Canine Narcotics Detection Dogs
Inspector Stuart Cameron, Commander of the Suffolk County Police Department Special Patrol Bureau gave the Board an overview of its program involving the use of canine narcotics detection dogs, which the district is considering for non-targeted random sweeps of Northport High School. The sniffs usually last for 30-40 minutes, or the length of one period while students are kept in their classrooms. The dogs are trained to detect illegal drugs only, including marijuana, heroin, opiates, and cocaine.
Cameron said five to six districts have participated in the program so far. In the 2010-2011 school year, 10 sweeps were conducted, resulting in two arrests. This year two sweeps have been conducted, which resulted in one hit on a locker containing empty glassine envelopes.
Trustee Joe Sabia, who is spearheading the initiative, said he had talked to some of the other schools who had participated. All were high schools, and Sabia said they were very satisfied with the results.
The district has the right to open any locker and search its contents. Cameron said the possibility exists that the highly sensitive dogs may "indicate" a locker which doesn't contain drugs, but could contain residue from the previous year. In response to several Board members' concerns about any stigma being attached to students, Cameron said it would be up to the district to tell either the student or parents that certain lockers were searched while students were in class.
Before the program can begin, the district would have to inform parents and students in writing. Board President Stephen Waldenburg said legal counsel will also be consulted to create a policy concerning the drug sniffs and the searching of lockers.
Five Year Capital Plan Update
The Operations and Maintenance Committee has updated the Five Year Capital Plan to include the 2016-2017 fiscal year. Over $27.5 million in projects are still on the list for recommended completion. PDFs of the Plan, the School Facilities Report Card compiled by ECG Engineering, the Executive Summary and Facilities Estimates are attached to this article.

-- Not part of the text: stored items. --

//! Program-counter placement slots.
//!
//! The PC coverage test needs callables linked into four disjoint address
//! regions. On the reference part the regions are chosen so the slots
//! together exercise PC bits 2-17, 19-21, 25 and 28 (bits 0-1 are always
//! zero on 4-byte-aligned entry points):
//!
//! - slot 0: low instruction memory (0x4038_xxxx)
//! - slot 1: high instruction memory (0x403B_xxxx), bits 2-15 inverted
//!   relative to slot 0
//! - slot 2: flash mapped through the instruction cache (0x4201_xxxx),
//!   adds bits 19/20/21/25
//! - slot 3: low-power retention memory (0x5000_xxxx), adds bit 28
//!
//! Placement itself is the build/link layer's job; the algorithm only
//! calls each slot and compares addresses.
//!
//! # Example
//! ```ignore
//! #[unsafe(link_section = ".pc_probe_0")]
//! fn pc_probe_iram_low() -> usize {
//!     pc_probe_iram_low as usize
//! }
//!
//! let slot = PcSlot::new(pc_probe_iram_low);
//! ```

/// Number of placement slots the coverage test calls
pub const PC_SLOT_COUNT: usize = 4;

/// A callable placed in a known address region.
///
/// The callable returns its own entry address when invoked; the test
/// compares that against the address recorded here.
#[derive(Debug, Clone, Copy)]
pub struct PcSlot {
    entry: fn() -> usize,
    address: usize,
}

impl PcSlot {
    /// Slot whose expected address is the callable's own address
    #[must_use]
    pub fn new(entry: fn() -> usize) -> Self {
        Self {
            entry,
            address: entry as usize,
        }
    }

    /// Slot with an explicitly recorded expected address.
    ///
    /// Used by simulations that decouple the callable from the address it
    /// claims to live at.
    #[must_use]
    pub const fn with_address(entry: fn() -> usize, address: usize) -> Self {
        Self { entry, address }
    }

    /// Call the slot, returning the address execution actually reached
    #[inline]
    #[must_use]
    pub fn invoke(&self) -> usize {
        (self.entry)()
    }

    /// The address the slot is linked at
    #[inline]
    #[must_use]
    pub const fn address(&self) -> usize {
        self.address
    }
}

// =============================================================================
// Unit Tests
// =============================================================================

Committee member Carl Litt said ECG does a walk-through of each building to make its recommendations. The Committee then prioritizes the projects based on safety and energy performance. Some of the projects, including lighting updates at all buildings and boiler replacements at six buildings, could possibly fall under the umbrella of an energy performance contract. The Board and legal counsel have been looking at possible vendors for more than a year, and Litt urged trustees to make a decision.
Established in 2008, the Capital Reserve Fund has a ten-year term with the maximum amount limited to $5 million. Funding from either budget appropriations or transfers from the unreserved fund balance is limited to $600,000 per year.

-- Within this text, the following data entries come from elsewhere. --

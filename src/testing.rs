//! Testing utilities and mock implementations
//!
//! This module provides mock capability implementations for exercising the
//! diagnostics on the host without hardware access, including fault
//! injection (stuck register bits, stuck RAM cells, scripted crystal
//! failures).
//!
//! Only available when running `cargo test`.

// Note: The #[cfg(test)] attribute is applied in lib.rs where this module is declared
#![allow(missing_docs)]
#![allow(clippy::std_instead_of_core, clippy::std_instead_of_alloc)]

extern crate std;

use core::cell::Cell;
use std::vec::Vec;

use embedded_hal::delay::DelayNs;

use crate::platform::Platform;
use crate::platform::clock::{ClockCalibration, CrystalMonitor};
use crate::platform::memory::{RamBus, StackGuard};
use crate::platform::pc::{PC_SLOT_COUNT, PcSlot};
use crate::platform::registers::{CSR_TEST_PLAN, Csr, CsrFile, Gpr, GprFile};
use crate::platform::wdt::{ResetCause, SystemWatchdog, WdtStage};

// =============================================================================
// Mock Register Files
// =============================================================================

/// General-purpose register file with optional stuck bits.
///
/// A stuck entry forces `mask` bits of every write to `forced`, modeling a
/// hardware stuck-at fault.
#[derive(Debug, Default)]
pub struct MockGprFile {
    values: [u32; 31],
    stuck: Vec<(Gpr, u32, u32)>,
    write_log: Vec<(Gpr, u32)>,
}

impl MockGprFile {
    pub fn healthy() -> Self {
        Self::default()
    }

    /// Force `mask` bits of `reg` to the corresponding bits of `forced`
    pub fn stick_bits(&mut self, reg: Gpr, mask: u32, forced: u32) {
        self.stuck.push((reg, mask, forced));
    }

    /// Set a register directly, bypassing fault injection
    pub fn set(&mut self, reg: Gpr, value: u32) {
        self.values[reg as usize] = value;
    }

    /// Current stored value of `reg`
    pub fn get(&self, reg: Gpr) -> u32 {
        self.values[reg as usize]
    }

    /// Whether the diagnostic ever wrote `reg`
    pub fn was_written(&self, reg: Gpr) -> bool {
        self.write_log.iter().any(|(r, _)| *r == reg)
    }
}

impl GprFile for MockGprFile {
    fn read(&mut self, reg: Gpr) -> u32 {
        self.values[reg as usize]
    }

    fn write(&mut self, reg: Gpr, value: u32) {
        let mut effective = value;
        for &(r, mask, forced) in &self.stuck {
            if r == reg {
                effective = (effective & !mask) | (forced & mask);
            }
        }
        self.values[reg as usize] = effective;
        self.write_log.push((reg, value));
    }
}

/// CSR file with hardware-accurate reserved bits and optional stuck bits.
///
/// Writes are masked by the register's implemented bits first (reserved
/// bits read back as zero, as on the real part), then fault injection is
/// applied.
#[derive(Debug, Default)]
pub struct MockCsrFile {
    values: [u32; 21],
    stuck: Vec<(Csr, u32, u32)>,
    write_log: Vec<(Csr, u32)>,
}

impl MockCsrFile {
    pub fn healthy() -> Self {
        Self::default()
    }

    /// Implemented bits of `csr` on the real part
    pub fn implemented_mask(&self, csr: Csr) -> u32 {
        CSR_TEST_PLAN
            .iter()
            .find(|spec| spec.id == csr)
            .map_or(0xFFFF_FFFF, |spec| spec.mask)
    }

    /// Force `mask` bits of `csr` to the corresponding bits of `forced`
    pub fn stick_bits(&mut self, csr: Csr, mask: u32, forced: u32) {
        self.stuck.push((csr, mask, forced));
    }

    /// Set a register directly, bypassing reserved-bit masking and fault
    /// injection
    pub fn set(&mut self, csr: Csr, value: u32) {
        self.values[csr as usize] = value;
    }

    /// Current stored value of `csr`
    pub fn get(&self, csr: Csr) -> u32 {
        self.values[csr as usize]
    }

    /// Whether the diagnostic ever wrote `csr`
    pub fn was_written(&self, csr: Csr) -> bool {
        self.write_log.iter().any(|(c, _)| *c == csr)
    }
}

impl CsrFile for MockCsrFile {
    fn read(&mut self, csr: Csr) -> u32 {
        self.values[csr as usize]
    }

    fn write(&mut self, csr: Csr, value: u32) {
        let mut effective = value & self.implemented_mask(csr);
        for &(c, mask, forced) in &self.stuck {
            if c == csr {
                effective = (effective & !mask) | (forced & mask);
            }
        }
        self.values[csr as usize] = effective;
        self.write_log.push((csr, value));
    }
}

// =============================================================================
// Mock RAM
// =============================================================================

/// Word-addressed RAM with optional stuck-at cells.
///
/// A stuck cell ignores writes and always reads back its forced value.
/// Every access updates a high-water mark so tests can prove the marches
/// stop where they should.
#[derive(Debug, Default)]
pub struct MockRam {
    cells: Vec<u32>,
    stuck: Vec<(usize, u32)>,
    highest_touched: usize,
}

impl MockRam {
    /// Region of `words` cells filled with an index-derived pattern
    pub fn patterned(words: usize) -> Self {
        Self {
            cells: (0..words)
                .map(|i| (i as u32).wrapping_mul(0x9E37_79B9) ^ 0x5A5A_5A5A)
                .collect(),
            stuck: Vec::new(),
            highest_touched: 0,
        }
    }

    /// Make the cell at `index` stuck at `value`
    pub fn stick_cell(&mut self, index: usize, value: u32) {
        self.cells[index] = value;
        self.stuck.push((index, value));
    }

    /// Copy of the whole region
    pub fn snapshot(&self) -> Vec<u32> {
        self.cells.clone()
    }

    /// Highest word index any access reached
    pub fn highest_touched(&self) -> usize {
        self.highest_touched
    }
}

impl RamBus for MockRam {
    fn len_words(&self) -> usize {
        self.cells.len()
    }

    fn read_word(&mut self, index: usize) -> u32 {
        self.highest_touched = self.highest_touched.max(index);
        self.cells[index]
    }

    fn write_word(&mut self, index: usize, value: u32) {
        self.highest_touched = self.highest_touched.max(index);
        if self.stuck.iter().any(|&(i, _)| i == index) {
            return;
        }
        self.cells[index] = value;
    }
}

// =============================================================================
// Mock Stack Guard
// =============================================================================

/// Guard word that reports disturbed after a scripted number of checks.
#[derive(Debug)]
pub struct MockStackGuard {
    armed: bool,
    trip_after: Option<u32>,
    checks: u32,
}

impl MockStackGuard {
    /// Guard intact for the first `checks` probes, disturbed afterwards
    pub fn tripping_after(checks: u32) -> Self {
        Self {
            armed: false,
            trip_after: Some(checks),
            checks: 0,
        }
    }

    /// Guard that never reports a disturbance
    pub fn never_tripping() -> Self {
        Self {
            armed: false,
            trip_after: None,
            checks: 0,
        }
    }

    /// Number of probes made so far
    pub fn checks(&self) -> u32 {
        self.checks
    }

    pub fn was_armed(&self) -> bool {
        self.armed
    }
}

impl StackGuard for MockStackGuard {
    fn arm(&mut self) {
        self.armed = true;
    }

    fn is_intact(&mut self) -> bool {
        let intact = self.trip_after.is_none_or(|n| self.checks < n);
        self.checks += 1;
        intact
    }
}

// =============================================================================
// Mock Clock Capabilities
// =============================================================================

/// Crystal monitor with a scripted failure point.
#[derive(Debug)]
pub struct MockCrystalMonitor {
    arm_ok: bool,
    fail_after: Option<u32>,
    polls: Cell<u32>,
    armed_timeout: Option<u32>,
    disarmed: bool,
}

impl MockCrystalMonitor {
    /// Crystal that never fails
    pub fn healthy() -> Self {
        Self {
            arm_ok: true,
            fail_after: None,
            polls: Cell::new(0),
            armed_timeout: None,
            disarmed: false,
        }
    }

    /// Flag rises after `polls` foreground reads (the interrupt fired)
    pub fn failing_after(polls: u32) -> Self {
        Self {
            fail_after: Some(polls),
            ..Self::healthy()
        }
    }

    /// Hardware block that cannot be armed
    pub fn refusing_to_arm() -> Self {
        Self {
            arm_ok: false,
            ..Self::healthy()
        }
    }

    pub fn polls(&self) -> u32 {
        self.polls.get()
    }

    pub fn armed_timeout(&self) -> Option<u32> {
        self.armed_timeout
    }

    pub fn was_disarmed(&self) -> bool {
        self.disarmed
    }
}

impl CrystalMonitor for MockCrystalMonitor {
    fn arm(&mut self, timeout_ticks: u32) -> bool {
        if self.arm_ok {
            self.armed_timeout = Some(timeout_ticks);
            self.polls.set(0);
        }
        self.arm_ok
    }

    fn failed(&self) -> bool {
        let count = self.polls.get() + 1;
        self.polls.set(count);
        self.fail_after.is_some_and(|n| count > n)
    }

    fn disarm(&mut self) {
        self.disarmed = true;
    }
}

/// Calibration unit reporting a fixed ratio.
#[derive(Debug)]
pub struct MockCalibration {
    ratio: u32,
    sampled_cycles: Option<u32>,
}

impl MockCalibration {
    pub fn reporting(ratio: u32) -> Self {
        Self {
            ratio,
            sampled_cycles: None,
        }
    }

    /// Slow-clock cycle count of the last measurement
    pub fn sampled_cycles(&self) -> Option<u32> {
        self.sampled_cycles
    }
}

impl ClockCalibration for MockCalibration {
    fn measure_ratio(&mut self, slow_cycles: u32) -> u32 {
        self.sampled_cycles = Some(slow_cycles);
        self.ratio
    }
}

// =============================================================================
// Mock System Watchdog
// =============================================================================

/// Watchdog block that records the session it was armed with.
#[derive(Debug)]
pub struct MockSystemWatchdog {
    cause: ResetCause,
    armed_stages: Option<[WdtStage; 2]>,
    disarmed: bool,
}

impl MockSystemWatchdog {
    /// Watchdog on a system whose current boot had the given cause
    pub fn booted_from(cause: ResetCause) -> Self {
        Self {
            cause,
            armed_stages: None,
            disarmed: false,
        }
    }

    pub fn armed_stages(&self) -> Option<[WdtStage; 2]> {
        self.armed_stages
    }

    pub fn was_disarmed(&self) -> bool {
        self.disarmed
    }
}

impl SystemWatchdog for MockSystemWatchdog {
    fn reset_cause(&self) -> ResetCause {
        self.cause
    }

    fn arm(&mut self, stages: [WdtStage; 2]) {
        self.armed_stages = Some(stages);
    }

    fn disarm(&mut self) {
        self.disarmed = true;
    }
}

// =============================================================================
// Delay and PC Probes
// =============================================================================

/// Delay that returns immediately but accounts every nanosecond requested.
#[derive(Debug, Default)]
pub struct InstantDelay {
    total_ns: u64,
}

impl InstantDelay {
    pub fn new() -> Self {
        Self::default()
    }

    /// Total delay requested so far, in nanoseconds
    pub fn total_ns(&self) -> u64 {
        self.total_ns
    }
}

impl DelayNs for InstantDelay {
    fn delay_ns(&mut self, ns: u32) {
        self.total_ns += u64::from(ns);
    }
}

// =============================================================================
// Mock Platform Bundle
// =============================================================================

/// Full capability bundle over the mocks above.
///
/// Fields are public so tests can swap a single capability for a faulty
/// one before handing the bundle to the facade.
#[derive(Debug)]
pub struct MockPlatform {
    pub gprs: MockGprFile,
    pub csrs: MockCsrFile,
    pub ram: MockRam,
    pub guard: MockStackGuard,
    pub crystal: MockCrystalMonitor,
    pub calibration: MockCalibration,
    pub watchdog: MockSystemWatchdog,
    pub slots: [PcSlot; PC_SLOT_COUNT],
}

impl MockPlatform {
    /// Platform with no injected faults.
    ///
    /// The stack guard trips after a few probes (a working guard), the
    /// calibration unit reports a nominal 40 MHz crystal, and the current
    /// boot was caused by the main watchdog so the watchdog test proves
    /// itself without arming hardware.
    pub fn healthy() -> Self {
        Self {
            gprs: MockGprFile::healthy(),
            csrs: MockCsrFile::healthy(),
            ram: MockRam::patterned(1024),
            guard: MockStackGuard::tripping_after(3),
            crystal: MockCrystalMonitor::healthy(),
            calibration: MockCalibration::reporting((40_000_000 / 32_768) << 19),
            watchdog: MockSystemWatchdog::booted_from(ResetCause::MainWatchdog),
            slots: healthy_pc_slots(),
        }
    }
}

impl Platform for MockPlatform {
    type Gprs = MockGprFile;
    type Csrs = MockCsrFile;
    type Ram = MockRam;
    type Guard = MockStackGuard;
    type Crystal = MockCrystalMonitor;
    type Calibration = MockCalibration;
    type Watchdog = MockSystemWatchdog;

    fn gprs(&mut self) -> &mut Self::Gprs {
        &mut self.gprs
    }

    fn csrs(&mut self) -> &mut Self::Csrs {
        &mut self.csrs
    }

    fn ram(&mut self) -> &mut Self::Ram {
        &mut self.ram
    }

    fn stack_guard(&mut self) -> &mut Self::Guard {
        &mut self.guard
    }

    fn pc_slots(&self) -> [PcSlot; PC_SLOT_COUNT] {
        self.slots
    }

    fn crystal(&mut self) -> &mut Self::Crystal {
        &mut self.crystal
    }

    fn calibration(&mut self) -> &mut Self::Calibration {
        &mut self.calibration
    }

    fn watchdog(&mut self) -> &mut Self::Watchdog {
        &mut self.watchdog
    }
}

pub fn pc_probe_0() -> usize {
    pc_probe_0 as usize
}

pub fn pc_probe_1() -> usize {
    pc_probe_1 as usize
}

pub fn pc_probe_2() -> usize {
    pc_probe_2 as usize
}

pub fn pc_probe_3() -> usize {
    pc_probe_3 as usize
}

/// Four self-reporting slots, as a healthy link layer would provide
pub fn healthy_pc_slots() -> [PcSlot; PC_SLOT_COUNT] {
    [
        PcSlot::new(pc_probe_0),
        PcSlot::new(pc_probe_1),
        PcSlot::new(pc_probe_2),
        PcSlot::new(pc_probe_3),
    ]
}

Trustees again floated the idea, first raised by former Trustee Joe Gannon earlier in the year, of adding a second capital reserve fund. Board VP Donna McNaughton said she has been working with legal counsel to craft a recommendation but that use of the fund would have to be very specific.
Jacob Littman was recognized as Social Studies Department Student of the Month.
Haley Merritt, Timothy Grant, James Martin, and Marc Schwartz were recognized as Boys/Girls State Leadership Program Award Recipients, sponsored by the .
Haley Merritt was recognized as a recipient of First Place Honors in the “A Hero in Service, a Hero at Home” essay contest sponsored by the Suffolk County Women’s Bar Association.